MBTA Hopes Bridj Can Solve Its Late-Night Problem

Is a private vendor the answer?

Less than a year after the MBTA killed late-night subway and bus service, the cash-strapped transit agency could reach out to those left stranded by the decision with the help of a private vendor.

The T’s fiscal management and control board will hear a proposal from Bridj, a Boston-based, private transit company, which already uses data to chart efficient routes and shuttle passengers around town in its fleet of passengers vans with “nice, big leather seats [and] WiFi.”
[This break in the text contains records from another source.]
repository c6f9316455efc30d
//! Common error types for command line processing

/// A common error type for the command line interpreter.
///
/// Every variant is recoverable: after reporting it the shell returns to
/// [`State::Idle`](super::State::Idle) and waits for the next line.
#[derive(Debug, PartialEq, Eq, Clone, Copy)]
pub enum Error {
    /// A printable byte arrived while the line buffer was full. The line was
    /// discarded.
    BufferFull,
    /// A line split into more than [`MAX_TOKENS`](super::MAX_TOKENS) tokens.
    TooManyTokens,
    /// No registered command matches the first token of the line.
    CommandNotFound,
    /// The number of arguments on the line disagrees with the declared count.
    ArgumentCountMismatch,
    /// A numeric option value could not be parsed (strict policy only).
    MalformedNumber,
    /// The option-string, option-types and argument count of a command spec
    /// do not describe the same number of values.
    InconsistentSpec,
    /// The command table has no free slot left.
    RegistryFull,
    /// A command with the same name is already registered.
    DuplicateCommand,
    /// A command was registered with an empty name.
    EmptyName,
    /// The underlying transport failed to read or write.
    Transport,
}

#[cfg(feature = "defmt")]
impl defmt::Format for Error {
    fn format(&self, f: defmt::Formatter) {
        match self {
            Error::BufferFull => defmt::write!(f, "BufferFull"),
            Error::TooManyTokens => defmt::write!(f, "TooManyTokens"),
            Error::CommandNotFound => defmt::write!(f, "CommandNotFound"),
            Error::ArgumentCountMismatch => defmt::write!(f, "ArgumentCountMismatch"),
            Error::MalformedNumber => defmt::write!(f, "MalformedNumber"),
            Error::InconsistentSpec => defmt::write!(f, "InconsistentSpec"),
            Error::RegistryFull => defmt::write!(f, "RegistryFull"),
            Error::DuplicateCommand => defmt::write!(f, "DuplicateCommand"),
            Error::EmptyName => defmt::write!(f, "EmptyName"),
            Error::Transport => defmt::write!(f, "Transport"),
        }
    }
}
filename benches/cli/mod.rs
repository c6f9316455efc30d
pub mod shell;
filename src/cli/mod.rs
//! Line-oriented command interpreter.
//!
//! This module turns a raw byte stream into typed command invocations. It is
//! designed for serial consoles on `no_std` targets and uses fixed-capacity
//! buffers only.
//!
//! # Pipeline
//!
//! - **[`line`]**: accumulates bytes, handles backspace/delete and carriage
//!   return
//! - **[`token`]**: splits lines into tokens and option-type strings into type
//!   tags
//! - **[`registry`]**: the command table with the built-in `help`
//! - **[`option`]**: getopt-style option scanning and typed decoding
//! - **[`shell`]**: the dispatcher driving a line through all of the above
//!
//! # Usage
//!
//! ```rust,no_run
//! use core::fmt::Write;
//! use libcli::cli::{handler_fn, CommandSpec, ParsedArg, Shell};
//! # use libcli::transport::{Read, Write as TransportWrite};
//! # struct Uart;
//! # impl Read for Uart {
//! #     type Error = ();
//! #     fn read(&mut self, _buf: &mut [u8]) -> Result<usize, ()> { Ok(0) }
//! # }
//! # impl TransportWrite for Uart {
//! #     type Error = ();
//! #     fn write(&mut self, buf: &[u8]) -> Result<usize, ()> { Ok(buf.len()) }
//! #     fn flush(&mut self) -> Result<(), ()> { Ok(()) }
//! # }
//!
//! let mut set = handler_fn(|_argc, args, out| {
//!     for arg in args.unwrap_or_default() {
//!         match arg {
//!             ParsedArg::Int(value) => { let _ = writeln!(out, "int {}", value); }
//!             ParsedArg::Float(value) => { let _ = writeln!(out, "float {}", value); }
//!             ParsedArg::Str(value) => { let _ = writeln!(out, "str {}", value); }
//!         }
//!     }
//! });
//!
//! let mut shell = Shell::new(Uart);
//! shell
//!     .register(CommandSpec {
//!         name: "set",
//!         help: "set target and value",
//!         optstring: "t:v:",
//!         optypes: "%i%f",
//!         argc: 2,
//!         callback: Some(&mut set),
//!     })
//!     .unwrap();
//!
//! loop {
//!     let _ = shell.poll();
//! }
//! ```

/// Runtime configuration.
pub mod config;

/// Common error types for command line processing.
pub mod error;

/// Line accumulation with minimal editing.
pub mod line;

/// getopt-style option scanning and typed decoding.
pub mod option;

/// Command table.
pub mod registry;

/// Command dispatcher.
pub mod shell;

/// Line and option-type tokenizers.
pub mod token;

pub use config::Config;
pub use error::Error;
pub use line::{Feed, LineBuffer, MAX_LINE_LEN};
pub use option::{
    Decoded, Getopt, GetoptError, NumberPolicy, Opt, ParsedArg, ParsedArgs, count_arguments,
    decode, parse_float_lenient, parse_int_lenient,
};
pub use registry::{CommandSpec, HELP_COMMAND, Handler, MAX_COMMANDS, Registry, handler_fn};
pub use shell::{Dispatch, PROMPT, Shell, State};
pub use token::{MAX_TOKENS, Tokens, TypeTags, ValueType, tokenize_args, tokenize_types};
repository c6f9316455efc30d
//! Option decoder tests

use libcli::cli::*;

fn set_spec() -> CommandSpec<'static> {
    CommandSpec {
        name: "set",
        help: "",
        optstring: "t:v:",
        optypes: "%i%f",
        argc: 2,
        callback: None,
    }
}

#[test]
fn test_single_integer_option() {
    let spec = CommandSpec {
        name: "cmd",
        help: "",
        optstring: "t:",
        optypes: "%i",
        argc: 1,
        callback: None,
    };
    let tokens = tokenize_args("cmd -t 5").unwrap();
    let decoded = decode(&tokens, &spec, NumberPolicy::Lenient).unwrap();

    let args = decoded.args.unwrap();
    assert_eq!(args.as_slice(), &[ParsedArg::Int(5)]);
    assert_eq!(args[0].tag(), 'i');
    assert_eq!(args[0].as_int(), Some(5));
    assert_eq!(decoded.argc, 2);
}

#[test]
fn test_zero_argument_short_circuit() {
    let spec = CommandSpec {
        name: "ping",
        help: "",
        optstring: "",
        optypes: "",
        argc: 0,
        callback: None,
    };
    let decoded = decode(&["ping"], &spec, NumberPolicy::Lenient).unwrap();
    assert_eq!(decoded, Decoded { argc: 1, args: None });
}

#[test]
fn test_argument_count_mismatch() {
    let spec = set_spec();
    for line in ["set", "set -t 3", "set -t 3 -v 2 -t 4", "set -t 3 -v 2 extra"] {
        let tokens = tokenize_args(line).unwrap();
        assert_eq!(
            decode(&tokens, &spec, NumberPolicy::Lenient),
            Err(Error::ArgumentCountMismatch),
            "{line}"
        );
    }
}

#[test]
fn test_inconsistent_spec_is_reported() {
    // Bypasses registration, which would refuse this spec
    let spec = CommandSpec {
        name: "bad",
        help: "",
        optstring: "t:v:",
        optypes: "%i",
        argc: 2,
        callback: None,
    };
    let tokens = tokenize_args("bad -t 1 -v 2").unwrap();
    assert_eq!(
        decode(&tokens, &spec, NumberPolicy::Lenient),
        Err(Error::InconsistentSpec)
    );
}

#[test]
fn test_unrecognized_option_stops_decoding() {
    let spec = set_spec();
    let tokens = tokenize_args("set -q -v 2").unwrap();
    let decoded = decode(&tokens, &spec, NumberPolicy::Lenient).unwrap();
    assert_eq!(decoded.argc, 3);
    assert_eq!(decoded.args.unwrap().len(), 0);
}

#[test]
fn test_operand_stops_decoding() {
    let spec = set_spec();
    let tokens = tokenize_args("set -t 3 file").unwrap();
    let decoded = decode(&tokens, &spec, NumberPolicy::Lenient).unwrap();
    assert_eq!(decoded.args.unwrap().as_slice(), &[ParsedArg::Int(3)]);
}

#[test]
fn test_repeated_option_takes_next_type() {
    let spec = set_spec();
    let tokens = tokenize_args("set -t 3 -t 4.5").unwrap();
    let decoded = decode(&tokens, &spec, NumberPolicy::Lenient).unwrap();
    assert_eq!(
        decoded.args.unwrap().as_slice(),
        &[ParsedArg::Int(3), ParsedArg::Float(4.5)]
    );
}

#[test]
fn test_reserved_type_keeps_later_values_aligned() {
    let spec = CommandSpec {
        name: "raw",
        help: "",
        optstring: "x:n:",
        optypes: "%x%i",
        argc: 2,
        callback: None,
    };
    let tokens = tokenize_args("raw -x ff -n 2").unwrap();
    let decoded = decode(&tokens, &spec, NumberPolicy::Lenient).unwrap();
    assert_eq!(decoded.argc, 3);
    assert_eq!(decoded.args.unwrap().as_slice(), &[ParsedArg::Int(2)]);
}

#[test]
fn test_flags_are_not_counted() {
    let spec = CommandSpec {
        name: "cmd",
        help: "",
        optstring: "at:",
        optypes: "%i",
        argc: 1,
        callback: None,
    };
    for line in ["cmd -a -t 3", "cmd -at 3", "cmd -at3", "cmd -t 3"] {
        let tokens = tokenize_args(line).unwrap();
        let decoded = decode(&tokens, &spec, NumberPolicy::Lenient).unwrap();
        assert_eq!(decoded.argc, 2, "{line}");
        assert_eq!(decoded.args.unwrap().as_slice(), &[ParsedArg::Int(3)], "{line}");
    }
}

#[test]
fn test_flags_on_command_without_arguments() {
    let spec = CommandSpec {
        name: "status",
        help: "",
        optstring: "v",
        optypes: "",
        argc: 0,
        callback: None,
    };
    let tokens = tokenize_args("status -v").unwrap();
    assert_eq!(
        decode(&tokens, &spec, NumberPolicy::Lenient),
        Ok(Decoded { argc: 1, args: None })
    );
}

#[test]
fn test_string_values_borrow_the_line() {
    let spec = CommandSpec {
        name: "say",
        help: "",
        optstring: "m:",
        optypes: "%s",
        argc: 1,
        callback: None,
    };
    let line = "say -mhello";
    let tokens = tokenize_args(line).unwrap();
    let decoded = decode(&tokens, &spec, NumberPolicy::Strict).unwrap();
    let args = decoded.args.unwrap();
    assert_eq!(args[0], ParsedArg::Str("hello"));
    assert_eq!(args[0].as_str(), Some("hello"));
    assert_eq!(args[0].as_float(), None);
    assert_eq!(args[0].tag(), 's');
}

#[test]
fn test_strict_policy() {
    let spec = set_spec();
    let tokens = tokenize_args("set -t 12 -v 1e-3").unwrap();
    let decoded = decode(&tokens, &spec, NumberPolicy::Strict).unwrap();
    assert_eq!(
        decoded.args.unwrap().as_slice(),
        &[ParsedArg::Int(12), ParsedArg::Float(1e-3)]
    );

    let tokens = tokenize_args("set -t 12 -v 1.5x").unwrap();
    assert_eq!(
        decode(&tokens, &spec, NumberPolicy::Strict),
        Err(Error::MalformedNumber)
    );
}

#[test]
fn test_option_type_tokenizer_alignment() {
    let tags = tokenize_types("%i%f%s").unwrap();
    let letters: String = tags.iter().map(|tag| tag.tag()).collect();
    assert_eq!(letters, "ifs");
}
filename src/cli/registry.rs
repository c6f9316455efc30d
//! Command table.
//!
//! The [`Registry`] is a bounded, insertion-ordered table of [`CommandSpec`]s.
//! Slot 0 always holds the built-in `help` command, which lists every
//! registered command with its argument count, option-string, option-types and
//! help text.

use core::fmt;

use heapless::Vec;

use super::error::Error;
use super::option::{ParsedArg, value_option_count};
use super::token::tokenize_types;

/// Maximum number of commands, the built-in `help` included.
pub const MAX_COMMANDS: usize = 32;

/// Name of the built-in help command.
pub const HELP_COMMAND: &str = "help";

const HELP_SLOT: usize = 0;

/// Callback invoked when a command line is dispatched.
///
/// `argc` counts the command name plus every argument on the line. `args`
/// holds the decoded option values and is `None` for commands declared without
/// arguments. Anything written to `out` goes to the console.
///
/// The trait is implemented for every closure with the matching signature;
/// see [`handler_fn`] for a helper that pins the signature down.
///
/// # Examples
///
/// ```rust
/// use core::fmt::Write;
/// use libcli::cli::{Handler, ParsedArg};
///
/// struct Sum;
///
/// impl Handler for Sum {
///     fn call(&mut self, _argc: usize, args: Option<&[ParsedArg<'_>]>, out: &mut dyn Write) {
///         let total: i32 = args
///             .unwrap_or_default()
///             .iter()
///             .filter_map(ParsedArg::as_int)
///             .sum();
///         let _ = writeln!(out, "sum = {}", total);
///     }
/// }
/// ```
pub trait Handler {
    /// Handle one dispatched command line.
    fn call(&mut self, argc: usize, args: Option<&[ParsedArg<'_>]>, out: &mut dyn fmt::Write);
}

impl<F> Handler for F
where
    F: FnMut(usize, Option<&[ParsedArg<'_>]>, &mut dyn fmt::Write),
{
    fn call(&mut self, argc: usize, args: Option<&[ParsedArg<'_>]>, out: &mut dyn fmt::Write) {
        self(argc, args, out)
    }
}

/// Identity function that fixes the signature of a handler closure.
///
/// Closures passed straight to a `&mut dyn Handler` slot sometimes fail to
/// infer a signature that is general over the argument lifetimes; routing them
/// through this function avoids that.
///
/// ```rust
/// use libcli::cli::handler_fn;
///
/// let mut calls = 0;
/// let mut handler = handler_fn(|_argc, _args, _out| calls += 1);
/// # let _ = &mut handler;
/// ```
pub fn handler_fn<F>(f: F) -> F
where
    F: FnMut(usize, Option<&[ParsedArg<'_>]>, &mut dyn fmt::Write),
{
    f
}

/// One command table entry.
///
/// `optstring` uses getopt syntax (`"t:v:"`), `optypes` lists one
/// `%`-prefixed type tag per value-taking option (`"%i%f"`), and `argc` is the
/// number of arguments the command expects. The three must agree, which
/// [`Registry::register`] checks.
///
/// # Examples
///
/// ```rust
/// use libcli::cli::CommandSpec;
///
/// let spec = CommandSpec {
///     name: "set",
///     help: "set target and value",
///     optstring: "t:v:",
///     optypes: "%i%f",
///     argc: 2,
///     callback: None,
/// };
/// assert!(spec.validate().is_ok());
/// ```
pub struct CommandSpec<'a> {
    /// The command name as typed by the user.
    pub name: &'a str,
    /// Help text shown by the built-in `help` command.
    pub help: &'a str,
    /// getopt-style option-string.
    pub optstring: &'a str,
    /// `%`-prefixed type tags, one per value-taking option.
    pub optypes: &'a str,
    /// Declared number of arguments, command name excluded.
    pub argc: usize,
    /// Handler invoked on dispatch. Commands without one are matched and
    /// validated but do nothing.
    pub callback: Option<&'a mut dyn Handler>,
}

impl<'a> CommandSpec<'a> {
    /// Check that the option-string, option-types and argument count agree.
    ///
    /// # Errors
    ///
    /// - [`Error::EmptyName`] if the name is empty.
    /// - [`Error::InconsistentSpec`] if `optstring` or `optypes` does not
    ///   describe exactly `argc` values.
    pub fn validate(&self) -> Result<(), Error> {
        if self.name.is_empty() {
            return Err(Error::EmptyName);
        }

        if value_option_count(self.optstring) != self.argc {
            return Err(Error::InconsistentSpec);
        }

        let types = tokenize_types(self.optypes).map_err(|_| Error::InconsistentSpec)?;
        if types.len() != self.argc {
            return Err(Error::InconsistentSpec);
        }

        Ok(())
    }

    fn help() -> Self {
        Self {
            name: HELP_COMMAND,
            help: "print this help",
            optstring: "",
            optypes: "",
            argc: 0,
            callback: None,
        }
    }
}

impl fmt::Debug for CommandSpec<'_> {
    fn fmt(&self, f: &mut fmt::Formatter<'_>) -> fmt::Result {
        f.debug_struct("CommandSpec")
            .field("name", &self.name)
            .field("help", &self.help)
            .field("optstring", &self.optstring)
            .field("optypes", &self.optypes)
            .field("argc", &self.argc)
            .field("callback", &self.callback.is_some())
            .finish()
    }
}

/// Bounded command table with the built-in `help` in the first slot.
#[derive(Debug)]
pub struct Registry<'a> {
    commands: Vec<CommandSpec<'a>, MAX_COMMANDS>,
}

impl Default for Registry<'_> {
    fn default() -> Self {
        Self::new()
    }
}

impl<'a> Registry<'a> {
    /// Create a table holding only the built-in `help` command.
    pub fn new() -> Self {
        let mut commands = Vec::new();
        let _ = commands.push(CommandSpec::help());
        Self { commands }
    }

    /// Register a command.
    ///
    /// # Errors
    ///
    /// - [`Error::EmptyName`] / [`Error::InconsistentSpec`] from
    ///   [`CommandSpec::validate`].
    /// - [`Error::DuplicateCommand`] if the name is already taken.
    /// - [`Error::RegistryFull`] if all [`MAX_COMMANDS`] slots are used.
    pub fn register(&mut self, spec: CommandSpec<'a>) -> Result<(), Error> {
        spec.validate()?;

        if self.position(spec.name).is_some() {
            warn!("command {} already registered", spec.name);
            return Err(Error::DuplicateCommand);
        }

        debug!("registering command {}", spec.name);
        self.commands.push(spec).map_err(|_| Error::RegistryFull)
    }

    /// Register an ordered list of commands.
    ///
    /// Registration stops at the first rejected command; the commands before
    /// it stay registered.
    pub fn register_commands<I>(&mut self, specs: I) -> Result<(), Error>
    where
        I: IntoIterator<Item = CommandSpec<'a>>,
    {
        for spec in specs {
            self.register(spec)?;
        }
        Ok(())
    }

    /// Find a command by exact name.
    pub fn find(&self, name: &str) -> Option<&CommandSpec<'a>> {
        self.commands.iter().find(|spec| spec.name == name)
    }

    /// Slot index of a command.
    pub fn position(&self, name: &str) -> Option<usize> {
        self.commands.iter().position(|spec| spec.name == name)
    }

    /// The command in slot `index`.
    pub fn get(&self, index: usize) -> Option<&CommandSpec<'a>> {
        self.commands.get(index)
    }

    /// Whether slot `index` is the built-in `help` command.
    pub fn is_help(&self, index: usize) -> bool {
        index == HELP_SLOT
    }

    /// Mutable access to the handler in slot `index`.
    pub fn callback_mut(&mut self, index: usize) -> Option<&mut (dyn Handler + 'a)> {
        self.commands.get_mut(index)?.callback.as_deref_mut()
    }

    /// Registered commands in registration order.
    pub fn iter(&self) -> impl Iterator<Item = &CommandSpec<'a>> {
        self.commands.iter()
    }

    /// Number of registered commands, `help` included.
    pub fn len(&self) -> usize {
        self.commands.len()
    }

    /// Always `false`: the `help` command is permanently registered.
    pub fn is_empty(&self) -> bool {
        self.commands.is_empty()
    }

    /// Write the `help` listing, one line per command:
    /// `[name] [argc] [optstring] [optypes] [help]`.
    pub fn write_help(&self, out: &mut dyn fmt::Write) -> fmt::Result {
        for spec in &self.commands {
            writeln!(
                out,
                "[{}] [{}] [{}] [{}] [{}]",
                spec.name,
                spec.argc,
                or_placeholder(spec.optstring, "noargs"),
                or_placeholder(spec.optypes, "notypes"),
                spec.help
            )?;
        }
        Ok(())
    }
}

fn or_placeholder<'s>(value: &'s str, placeholder: &'s str) -> &'s str {
    if value.is_empty() { placeholder } else { value }
}
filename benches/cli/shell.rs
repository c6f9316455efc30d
use criterion::{BatchSize, Criterion, Throughput};
use libcli::cli::{CommandSpec, NumberPolicy, ParsedArg, Shell, decode, handler_fn, tokenize_args};
use libcli::transport::{Read, Write};
use std::hint::black_box;

const SET_LINE: &[u8] = b"set -t 3 -v 2.5 -j name\r";

/// Console that discards output and never has input
#[derive(Default)]
struct Sink {
    written: usize,
}

impl Read for Sink {
    type Error = ();
    fn read(&mut self, _buf: &mut [u8]) -> Result<usize, Self::Error> {
        Ok(0)
    }
}

impl Write for Sink {
    type Error = ();
    fn write(&mut self, buf: &[u8]) -> Result<usize, Self::Error> {
        self.written += buf.len();
        Ok(buf.len())
    }

    fn flush(&mut self) -> Result<(), Self::Error> {
        Ok(())
    }
}

fn set_spec<'a>() -> CommandSpec<'a> {
    CommandSpec {
        name: "set",
        help: "set target, value and name",
        optstring: "t:v:j:",
        optypes: "%i%f%s",
        argc: 3,
        callback: None,
    }
}

pub fn bench_tokenize(c: &mut Criterion) {
    let mut group = c.benchmark_group("tokenize");
    let line = "set -t 3 -v 2.5 -j name";
    group.throughput(Throughput::Bytes(line.len() as u64));
    group.bench_function("tokenize_args", |b| {
        b.iter(|| tokenize_args(black_box(line)).expect("Failed to tokenize"))
    });
    group.finish();
}

pub fn bench_decode(c: &mut Criterion) {
    let mut group = c.benchmark_group("decode");
    let spec = set_spec();
    let tokens = tokenize_args("set -t 3 -v 2.5 -j name").expect("Failed to tokenize");
    group.bench_function("decode_lenient", |b| {
        b.iter(|| decode(black_box(&tokens), &spec, NumberPolicy::Lenient).expect("Failed to decode"))
    });
    group.bench_function("decode_strict", |b| {
        b.iter(|| decode(black_box(&tokens), &spec, NumberPolicy::Strict).expect("Failed to decode"))
    });
    group.finish();
}

pub fn bench_dispatch(c: &mut Criterion) {
    let mut group = c.benchmark_group("dispatch");
    group.throughput(Throughput::Bytes(SET_LINE.len() as u64));
    group.bench_function("dispatch_line", |b| {
        let mut total = 0i32;
        let mut handler = handler_fn(|_argc, args, _out| {
            if let Some(&[ParsedArg::Int(target), ..]) = args {
                total = total.wrapping_add(target);
            }
        });
        let mut shell = Shell::new(Sink::default());
        shell
            .register(CommandSpec {
                callback: Some(&mut handler),
                ..set_spec()
            })
            .expect("Failed to register");

        b.iter(|| shell.input(black_box(SET_LINE)).expect("Failed to dispatch"));
    });
    group.finish();
}

pub fn bench_dispatch_burst(c: &mut Criterion) {
    let mut group = c.benchmark_group("dispatch_burst");
    let burst: Vec<u8> = SET_LINE.repeat(50);
    group.throughput(Throughput::Bytes(burst.len() as u64));
    group.bench_function("dispatch_burst_no_echo", |b| {
        b.iter_batched_ref(
            || {
                let mut shell = Shell::new(Sink::default());
                shell.set_echo(false);
                shell.register(set_spec()).expect("Failed to register");
                shell
            },
            |shell| {
                let dispatched = shell.input(&burst).expect("Failed to dispatch");
                assert_eq!(dispatched, 50);
            },
            BatchSize::SmallInput,
        )
    });
    group.finish();
}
“We would simply have service areas that are targeted based off movement patters of Bostonians and folks from surrounding cities who need to move in the late night,” CEO Matthew George told the State House News Service. “It allows us to serve more people in a way that’s a lot more flexible than putting up a fixed route at a fixed time.”

Per the proposal, the T would pay Bridj $85 per vehicle per hour—35 percent less than the cost of putting an MBTA bus on the road. With 10 vehicles running five hours each night, every night, this would amount to $1.55 million price tag. Some of this would be recouped in fares.

“The MBTA would set the fares, customers would register with the Bridj app directly, and then the MBTA would pay Bridj on a per vehicle per hour basis,” MBTA acting general manager Brian Shortsleeve told SHNS. “The T would recoup whatever fare revenue came through the system and Bridj would be paid per hour.”

Almost immediately after the T ceased late-night service in February, Bridj was at the forefront of the conversation over what might come next. Advocates from TransitMatters, meanwhile, have proposed the NightBus, a network of buses runing every 75 minutes on eight routes from 1-5 a.m.—price tag: an estimated $3.5 million.